== Segment start ==
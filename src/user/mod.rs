mod memory;
mod repository;
mod service;

pub use memory::*;
pub use repository::*;
pub use service::*;

use async_trait::async_trait;
use chrono::{DateTime, Utc};
use serde::{Deserialize, Serialize};

use crate::error::Result;

/// Named authorization grant. Exactly these three exist, seeded once.
#[derive(
    Clone, Copy, Debug, PartialEq, Eq, Hash, Serialize, Deserialize,
)]
pub enum Role {
    #[serde(rename = "ROLE_USER")]
    User,
    #[serde(rename = "ROLE_MODERATOR")]
    Moderator,
    #[serde(rename = "ROLE_ADMIN")]
    Admin,
}

impl Role {
    /// Name as persisted and as emitted on the wire.
    pub fn as_str(&self) -> &'static str {
        match self {
            Role::User => "ROLE_USER",
            Role::Moderator => "ROLE_MODERATOR",
            Role::Admin => "ROLE_ADMIN",
        }
    }

    /// Map a self-registration role request. Only "admin" and "mod" are
    /// recognized; anything else, "moderator" included, falls back to USER.
    pub fn from_registration_name(name: &str) -> Self {
        match name {
            "admin" => Role::Admin,
            "mod" => Role::Moderator,
            _ => Role::User,
        }
    }

    /// Map a role name from the administrative vocabulary. Unknown names
    /// coerce to USER rather than failing.
    pub fn from_admin_name(name: &str) -> Self {
        match name {
            "ROLE_ADMIN" => Role::Admin,
            "ROLE_MODERATOR" => Role::Moderator,
            _ => Role::User,
        }
    }

    /// Normalize a requested set: dedup, and never leave it empty.
    pub fn normalize(mut roles: Vec<Role>) -> Vec<Role> {
        roles.sort_by_key(Role::as_str);
        roles.dedup();
        if roles.is_empty() {
            roles.push(Role::User);
        }
        roles
    }
}

impl std::fmt::Display for Role {
    fn fmt(&self, f: &mut std::fmt::Formatter) -> std::fmt::Result {
        write!(f, "{}", self.as_str())
    }
}

/// Account as saved on database. `id == 0` marks a not-yet-persisted row.
#[derive(Clone, Debug, Serialize, sqlx::FromRow)]
#[serde(rename_all = "camelCase")]
pub struct Account {
    pub id: i64,
    pub username: String,
    pub email: String,
    #[serde(skip)]
    pub password_hash: String,
    pub first_name: Option<String>,
    pub last_name: Option<String>,
    pub enabled: bool,
    pub email_verified: bool,
    pub two_factor_enabled: bool,
    #[serde(skip)]
    pub two_factor_secret: Option<String>,
    #[serde(skip)]
    pub verification_token: Option<String>,
    #[serde(skip)]
    pub verification_token_expiry: Option<DateTime<Utc>>,
    #[serde(skip)]
    pub reset_token: Option<String>,
    #[serde(skip)]
    pub reset_token_expiry: Option<DateTime<Utc>>,
    #[sqlx(json)]
    pub roles: Vec<Role>,
    pub created_at: DateTime<Utc>,
    pub updated_at: DateTime<Utc>,
}

impl Default for Account {
    fn default() -> Self {
        Self {
            id: 0,
            username: String::default(),
            email: String::default(),
            password_hash: String::default(),
            first_name: None,
            last_name: None,
            enabled: true,
            email_verified: false,
            two_factor_enabled: false,
            two_factor_secret: None,
            verification_token: None,
            verification_token_expiry: None,
            reset_token: None,
            reset_token_expiry: None,
            roles: vec![Role::User],
            created_at: Utc::now(),
            updated_at: Utc::now(),
        }
    }
}

impl Account {
    pub fn has_role(&self, role: Role) -> bool {
        self.roles.contains(&role)
    }

    pub fn is_admin(&self) -> bool {
        self.has_role(Role::Admin)
    }
}

/// Real counters backing the administrative dashboard.
#[derive(Clone, Debug, Default, PartialEq, Serialize)]
#[serde(rename_all = "camelCase")]
pub struct AccountStats {
    pub total_users: i64,
    pub active_users: i64,
    pub verified_users: i64,
    pub admins: i64,
    pub moderators: i64,
    pub users: i64,
}

/// Persistence capability consumed by the services. Backed by PostgreSQL in
/// production and by an in-memory table in the test suite.
#[async_trait]
pub trait AccountStore: Send + Sync {
    async fn find_by_id(&self, id: i64) -> Result<Option<Account>>;
    async fn find_by_username(&self, username: &str)
    -> Result<Option<Account>>;
    /// Email lookups compare case-insensitively.
    async fn find_by_email(&self, email: &str) -> Result<Option<Account>>;
    async fn find_by_verification_token(
        &self,
        token: &str,
    ) -> Result<Option<Account>>;
    async fn find_by_reset_token(&self, token: &str)
    -> Result<Option<Account>>;

    async fn exists_by_username(&self, username: &str) -> Result<bool>;
    async fn exists_by_email(&self, email: &str) -> Result<bool>;

    /// Upsert by id: `id == 0` inserts and assigns, anything else updates.
    /// Uniqueness races surface as [`crate::error::ServerError::Conflict`].
    async fn save(&self, account: Account) -> Result<Account>;

    /// Remove an account; its activity records cascade away with it.
    async fn delete(&self, id: i64) -> Result<()>;

    async fn list_all(&self) -> Result<Vec<Account>>;
    async fn count(&self) -> Result<i64>;
    async fn stats(&self) -> Result<AccountStats>;
}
== Segment end ==
§ What needs to be done
Return every line of the material in which the word "memory" is found.

§ Result for this task
mod memory;
pub use memory::*;
/// production and by an in-memory table in the test suite.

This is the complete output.